Scientific classification
- Kingdom: Plantae
- Clade: Tracheophytes
- Clade: Angiosperms
- Clade: Eudicots
- Clade: Rosids
- Order: Malvales
- Family: Thymelaeaceae
- Genus: Pimelea
- Species: P. oreophila
- Binomial name: Pimelea oreophila C.J.Burrows

= Pimelea oreophila =

- Genus: Pimelea
- Species: oreophila
- Authority: C.J.Burrows
- Conservation status: NT

Species of shrub

Pimelea oreophila, commonly known as the mountain loving daphne, is a species of small shrub of the family Thymelaeaceae.

==Description==
Pimelea oreophila has a prostrate habit. Its stems grow up to 50 cm long and up to 5 mm thick, with leaves that are 8 to 10 mm long having distinct hair-tips and are arranged in opposite rows. Its flowers are hairy and white, and grow in clusters. Fruits are orange or red.

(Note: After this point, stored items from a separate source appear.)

use std::collections::{HashMap, HashSet};

use crate::geometry::{Edge, VertexIndex};
use crate::math::predicates::{distance, is_edge_on_edge, is_point_on_edge, lerp, segment_intersection};
use crate::math::Point2;

use super::{PolygonOperator, TaggedEdge};

/// Returns `true` if parameter `t` lies more than `epsilon` away from both
/// ends of an edge of length `len`.
pub(super) fn is_interior(t: f64, len: f64, epsilon: f32) -> bool {
    let eps = f64::from(epsilon);
    t * len > eps && (1.0 - t) * len > eps
}

/// Distance under which two points are merged into one vertex.
///
/// Never finer than the `f32` resolution at the point's magnitude.
pub(super) fn merge_tolerance(point: &Point2, epsilon: f32) -> f64 {
    let magnitude = f64::from(point.x.abs().max(point.y.abs()));
    f64::from(epsilon).max(magnitude * 4.0 * f64::from(f32::EPSILON))
}

impl PolygonOperator {
    /// Gathers the edges of every contour, merging coincident vertices.
    pub(super) fn collect_edges(&mut self, vertices: &[Point2]) {
        let mut edges = Vec::new();
        for (contour_index, contour) in self.contours().enumerate() {
            edges.extend(contour.outline.edges().iter().map(|&edge| TaggedEdge {
                edge,
                contour: contour_index,
            }));
        }

        let canonical = self.merge_coincident_vertices(vertices, &edges);
        self.edges = edges
            .into_iter()
            .map(|tagged| TaggedEdge {
                edge: Edge::new(canonical[&tagged.edge.first], canonical[&tagged.edge.second]),
                contour: tagged.contour,
            })
            .filter(|tagged| !tagged.edge.is_degenerate())
            .collect();
        self.splits = vec![Vec::new(); self.edges.len()];
    }

    fn merge_coincident_vertices(
        &self,
        vertices: &[Point2],
        edges: &[TaggedEdge],
    ) -> HashMap<VertexIndex, VertexIndex> {
        let mut referenced: Vec<VertexIndex> = edges
            .iter()
            .flat_map(|t| [t.edge.first, t.edge.second])
            .collect();
        referenced.sort_unstable();
        referenced.dedup();

        let mut representatives: Vec<VertexIndex> = Vec::new();
        let mut canonical = HashMap::with_capacity(referenced.len());
        for v in referenced {
            let point = vertices[v as usize];
            let tolerance = merge_tolerance(&point, self.epsilon);
            let found = representatives
                .iter()
                .copied()
                .find(|&r| distance(&vertices[r as usize], &point) <= tolerance);
            if let Some(r) = found {
                canonical.insert(v, r);
            } else {
                representatives.push(v);
                canonical.insert(v, v);
            }
        }
        canonical
    }

    fn edge_points(&self, vertices: &[Point2], index: usize) -> (Edge, Point2, Point2) {
        let edge = self.edges[index].edge;
        (edge, vertices[edge.first as usize], vertices[edge.second as usize])
    }

    /// Splits collinear edges that share a stretch so that the shared part
    /// becomes identical edges on both sides.
    pub(super) fn resolve_overlapping_edges(&mut self, vertices: &[Point2]) {
        let eps = self.epsilon;
        for i in 0..self.edges.len() {
            for j in (i + 1)..self.edges.len() {
                let (a, a0, a1) = self.edge_points(vertices, i);
                let (b, b0, b1) = self.edge_points(vertices, j);
                if a.is_same_segment(&b) || !is_edge_on_edge(&a0, &a1, &b0, &b1, eps) {
                    continue;
                }
                let len_a = distance(&a0, &a1);
                let len_b = distance(&b0, &b1);
                for (v, p) in [(b.first, b0), (b.second, b1)] {
                    if let Some(t) = is_point_on_edge(&p, &a0, &a1, eps) {
                        if is_interior(t, len_a, eps) {
                            self.splits[i].push((t, v));
                        }
                    }
                }
                for (v, p) in [(a.first, a0), (a.second, a1)] {
                    if let Some(u) = is_point_on_edge(&p, &b0, &b1, eps) {
                        if is_interior(u, len_b, eps) {
                            self.splits[j].push((u, v));
                        }
                    }
                }
            }
        }
    }

    /// Splits edges of either polygon where they cross or where an end point
    /// of one edge touches the interior of another.
    #[allow(clippy::similar_names)]
    pub(super) fn resolve_intersecting_edges(&mut self, vertices: &mut Vec<Point2>) {
        let eps = self.epsilon;
        for i in 0..self.edges.len() {
            for j in (i + 1)..self.edges.len() {
                let (a, a0, a1) = self.edge_points(vertices, i);
                let (b, b0, b1) = self.edge_points(vertices, j);
                let shares_vertex = a.first == b.first
                    || a.first == b.second
                    || a.second == b.first
                    || a.second == b.second;
                if shares_vertex || is_edge_on_edge(&a0, &a1, &b0, &b1, eps) {
                    continue;
                }
                let Some((t, u)) = segment_intersection(&a0, &a1, &b0, &b1, eps) else {
                    continue;
                };
                let t_inside = is_interior(t, distance(&a0, &a1), eps);
                let u_inside = is_interior(u, distance(&b0, &b1), eps);
                let vertex = match (t_inside, u_inside) {
                    (false, false) => continue,
                    (false, true) => {
                        if t < 0.5 {
                            a.first
                        } else {
                            a.second
                        }
                    }
                    (true, false) => {
                        if u < 0.5 {
                            b.first
                        } else {
                            b.second
                        }
                    }
                    (true, true) => self.add_intersection_if_needed(vertices, lerp(&a0, &a1, t)),
                };
                if t_inside {
                    self.splits[i].push((t, vertex));
                }
                if u_inside {
                    self.splits[j].push((u, vertex));
                }
                if !(t_inside && u_inside) && !self.intersections.contains(&vertex) {
                    self.intersections.push(vertex);
                }
            }
        }
    }

    /// Returns the vertex for a crossing at `point`, reusing a previously
    /// recorded crossing within tolerance.
    #[allow(clippy::cast_possible_truncation)]
    pub(super) fn add_intersection_if_needed(
        &mut self,
        vertices: &mut Vec<Point2>,
        point: Point2,
    ) -> VertexIndex {
        let tolerance = merge_tolerance(&point, self.epsilon);
        let existing = self
            .intersections
            .iter()
            .copied()
            .find(|&v| distance(&vertices[v as usize], &point) <= tolerance);
        if let Some(v) = existing {
            return v;
        }
        let index = vertices.len() as VertexIndex;
        vertices.push(point);
        self.intersections.push(index);
        index
    }

    /// Replaces every edge by its pieces between recorded split vertices.
    pub(super) fn apply_splits(&mut self) {
        let edges = std::mem::take(&mut self.edges);
        let splits = std::mem::take(&mut self.splits);
        for (tagged, mut edge_splits) in edges.into_iter().zip(splits) {
            edge_splits.sort_by(|a, b| a.0.partial_cmp(&b.0).unwrap_or(std::cmp::Ordering::Equal));
            let mut previous = tagged.edge.first;
            for (_, v) in edge_splits {
                if v != previous && v != tagged.edge.second {
                    self.edges.push(TaggedEdge {
                        edge: Edge::new(previous, v),
                        contour: tagged.contour,
                    });
                    previous = v;
                }
            }
            if previous != tagged.edge.second {
                self.edges.push(TaggedEdge {
                    edge: Edge::new(previous, tagged.edge.second),
                    contour: tagged.contour,
                });
            }
        }
    }

    /// Drops recorded intersections that no boundary edge passes through.
    pub(super) fn remove_unwanted_intersections(&mut self, boundary: &[TaggedEdge]) {
        let used: HashSet<VertexIndex> = boundary.iter().map(|t| t.edge.first).collect();
        self.intersections.retain(|v| used.contains(v));
    }
}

==Distribution and habitat==
The species is endemic to New Zealand, and found only on the Volcanic Plateau and the mountains between the Kaweka and Ruahine ranges in the North Island and throughout most mountain regions of the South Island. The shrub grows in montane to high alpine areas and found between 500 and 2200 m above sea level. Generally common and the most impoirtant pimelea throughout the tussock grasslands and herbfields, extending into fellfield on sheltered sites. Four subspecies have recently (2011) been recognised, with only slightly overlapping ranges.

==Subspecies==
- Pimelea oreophila subsp. oreophila
- Pimelea oreophila subsp. lepta
- Pimelea oreophila subsp. hetera
- Pimelea oreophila subsp. ephaistica

==Conservation status==
Pimelea oreophila is classified as Not Threatened under the New Zealand Threat Classification System (NZTCS) due to being naturally common.